Modify

Opened 5 years ago

Last modified 21 months ago

#12121 reopened defect

Watchdog on TP-Link TL-WR1043ND can cause freeze instead of reset after some uptime

Reported by: Ivan Mironov <mironov.ivan@…> Owned by: developers
Priority: response-needed Milestone:
Component: kernel Version: 10.03.1
Keywords: watchdog, tl-wr1043nd, ar71xx Cc:

Description

I tried to test hardware watchdog timer on TL-WR1043ND and found that it's not always works properly. For testing I just send SIGSTOP to userspace watchdog daemon. Shortly after boot it works as expected: after few seconds system is just goes to reboot. But after 10 hours or so of uptime, watchdog triggering leads to complete system freeze. All LEDs except "power" turns off and noting more happens. Also, no output into serial port.

For installation I used stable precompiled image.

I don't know exactly what version of board I have.

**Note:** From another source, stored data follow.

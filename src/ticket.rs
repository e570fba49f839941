//! Suite ticket holder.
//!
//! The platform pushes a fresh `suite_ticket` to the callback URL roughly every
//! ten minutes. The most recent one is kept here and read by the suite token
//! source on every issuance.

use std::sync::atomic::{AtomicBool, Ordering};

use parking_lot::RwLock;

/// Thread-safe holder for the latest suite ticket.
///
/// Guarded by its own lock, independent from any credential store.
#[derive(Debug, Default)]
pub struct TicketHolder {
    value: RwLock<String>,
    activated: AtomicBool,
}

impl TicketHolder {
    pub fn new() -> Self {
        Self::default()
    }

    /// Current ticket, or an empty string if none was ever pushed.
    pub fn get(&self) -> String {
        self.value.read().clone()
    }

    /// Whether a non-empty ticket was ever stored.
    pub fn is_set(&self) -> bool {
        self.activated.load(Ordering::Acquire)
    }

    /// Store `value` unless it is empty.
    ///
    /// Returns `true` exactly once: for the first non-empty value ever stored.
    /// Callers use that signal to start the refresher.
    pub fn set_if_non_empty(&self, value: &str) -> bool {
        if value.is_empty() {
            return false;
        }
        *self.value.write() = value.to_string();
        !self.activated.swap(true, Ordering::AcqRel)
    }
}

Sticker on the RJ45 jacks block says that it's ver:1.0, but I had problems with disabled WAN port as if it were version 1.8 (according to wiki).

Attachments (1)

successfull-boot-log.txt (11.1 KB) - added by Ivan Mironov <mironov.ivan@…> 5 years ago.

Download all attachments as: .zip

Change History (15)

Changed 5 years ago by Ivan Mironov <mironov.ivan@…>

comment:1 Changed 5 years ago by jow

  • Priority changed from normal to response-needed

Please try 12.09beta and see if the issue persists in current versions.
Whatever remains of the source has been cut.